U2's Bono leads the pack
2004-11-16 08:26
London - Twenty years on, the charity hit Do They Know It's Christmas gets back on the airwaves on Tuesday, with U2 frontman Bono leading a pack of fresh-faced British rockers on the same quest to raise funds for Africa.
George Michael has made way for rhythm-and-blues star Jamelia, Cold Play's Chris Martin has bumped out 1980s heart-throbs Duran Duran, but Bono and ex-Beatle Paul McCartney (on bass) have held out for two decades to return along with the revived charity act.
The song, with the same title and lyrics as its 1984 predecessor but a new set of singers, gets its first radio play in Britain on Tuesday, with sales starting on November 29.
Rock rivalry
Its rush recording session at the weekend ran into a spot of rock rivalry when Bono beat out a youngster to repeat his original performance of the song's most famous line.
In that version, which raised eight million pounds for famine victims in Ethiopia, Bono sang the line: "And tonight thank God it's them instead of you."
This time around, Justin Hawkins of The Darkness sang the words at a weekend recording session in north London, and boasted afterwards that his was a superior version.
Not to be outdone, Bono flew into London late on Sunday night to re-record the line himself - and organisers of the Band Aid 20 project said on Monday that his is the one that would be used.
Bono, a high-profile development rights campaigner, said he sang the line "more like a whisper" - in contrast to the original which he likened to "Bruce Springsteen sitting on the toilet".
The Irish star was quoted in The Sun on Tuesday justifying the decision by saying producers Nigel Godrich and Travis frontman Fran Healy had begged him to do it and he had given in.

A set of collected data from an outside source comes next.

// Forward-only cursor over a pre-order token slice, with O(1) subtree skips.
use crate::core::error::{Error, ErrorKind};
use crate::core::token::{Token, TokenKind};
use bstr::ByteSlice;

#[derive(Debug)]
pub struct TokenCursor<'a> {
    src: &'a [u8],
    tokens: &'a [Token],
    pos: usize,
}

impl<'a> TokenCursor<'a> {
    pub fn new(src: &'a [u8], tokens: &'a [Token]) -> Self {
        Self {
            src,
            tokens,
            pos: 0,
        }
    }

    pub fn position(&self) -> usize {
        self.pos
    }

    pub fn src(&self) -> &'a [u8] {
        self.src
    }

    pub fn peek(&self) -> Option<&'a Token> {
        self.tokens.get(self.pos)
    }

    /// Consumes exactly one token; containers are entered, not skipped.
    pub fn advance(&mut self) -> Option<&'a Token> {
        let token = self.tokens.get(self.pos)?;
        self.pos += 1;
        Some(token)
    }

    /// Consumes the next token together with its whole subtree.
    pub fn skip_subtree(&mut self) -> Option<&'a Token> {
        let token = self.tokens.get(self.pos)?;
        self.pos += token.extent;
        Some(token)
    }

    pub fn expect_next(&mut self, what: &str) -> Result<&'a Token, Error> {
        self.advance().ok_or_else(|| {
            Error::new(ErrorKind::Internal)
                .with_message(format!("token stream ended while reading {what}"))
                .with_offset(self.src.len())
        })
    }

    /// Decodes the next token as a base-10 `i64`; only integer primitives qualify.
    pub fn next_int(&mut self, key: &str) -> Result<i64, Error> {
        self.next_int_or(key, ErrorKind::Schema)
    }

    /// Like `next_int`, but an integer literal outside `i64` reports `range_kind`.
    pub fn next_int_or(&mut self, key: &str, range_kind: ErrorKind) -> Result<i64, Error> {
        let token = self.expect_next(key)?;
        let text = token.text(self.src);
        let (kind, message) = match int_value(token, text) {
            Ok(value) => return Ok(value),
            Err(IntFault::NotInteger) => (
                ErrorKind::Schema,
                format!(
                    "expected an integer, found {} `{}`",
                    token.kind.as_str(),
                    text.as_bstr()
                ),
            ),
            Err(IntFault::OutOfRange) => (
                range_kind,
                format!("integer `{}` is out of range", text.as_bstr()),
            ),
        };
        Err(Error::new(kind)
            .with_message(message)
            .with_key(key)
            .with_offset(token.start))
    }

    /// Confirms the cursor ended exactly where a value subtree ends.
    pub fn check_consumed(&self, value_index: usize, key: &str) -> Result<(), Error> {
        let expected = value_index + self.tokens[value_index].extent;
        if self.pos != expected {
            return Err(Error::new(ErrorKind::Internal)
                .with_message(format!(
                    "cursor at token {} after field, expected {expected}",
                    self.pos
                ))
                .with_key(key));
        }
        Ok(())
    }
}

/// Exact byte comparison of a string token against `key`.
pub fn key_eq(src: &[u8], token: &Token, key: &str) -> bool {
    token.kind == TokenKind::String && token.text(src) == key.as_bytes()
}

#[derive(Clone, Copy, Debug, Eq, PartialEq)]
enum IntFault {
    NotInteger,
    OutOfRange,
}

fn int_value(token: &Token, text: &[u8]) -> Result<i64, IntFault> {
    let digits = text.strip_prefix(b"-").unwrap_or(text);
    if token.kind != TokenKind::Primitive
        || digits.is_empty()
        || !digits.iter().all(u8::is_ascii_digit)
    {
        return Err(IntFault::NotInteger);
    }
    std::str::from_utf8(text)
        .ok()
        .and_then(|text| text.parse().ok())
        .ok_or(IntFault::OutOfRange)
}
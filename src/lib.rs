//! Purpose: Library crate behind the `markergeom` CLI and integration tests.
//! Exports: `api` (stable surface), `core` (tokenizer, cursor, loader, errors), `notice`.
//! Role: Loads marker calibration JSON into flat, transposed integer arrays.
//! Invariants: Loads are synchronous and own every buffer they allocate.
//! Invariants: Core modules prefer explicit inputs/outputs over hidden state.
pub mod api;
pub mod core;
pub mod notice;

Looking back at the first Band Aid effort launched by musician Bob Geldof, which kick-started the music charity Live Aid, Bono said Africa aid was on surer footing in 2004.
'A shallow effort'
The funds from Band Aid 2004 will mainly go to fighting famine in Africa, particularly in the war-ravaged Sudanese region of Darfur.
For all the hoopla surrounding the musical effort, where soloists also include Dido and Robbie Williams, some critics derided it as a shallow effort neglecting the fact that most of their aid recipients don't actually "know it's Christmas" because they don't celebrate it.
"Everyone involved in the project... is being upbeat, which cannot disguise the fact that it is one of the worst songs ever written and performed," wrote The Independent's Joan Smith, not mincing words.
Even in 1984, with a far less developed public consciousness in the West about Africa, the song seemed naive since "it was hard to believe that starving children and their parents had given much thought to Santa", especially since most were Muslims, she said.
The World Development Movement, which campaigns for international development, condemned the "negative stereotypes" depicted in the song and regretted it did not "provide a more accurate reflection of Africa and its problems".
Over 3.5 million singles of the first Band Aid song were sold, raising funds to help an estimated eight million Africans.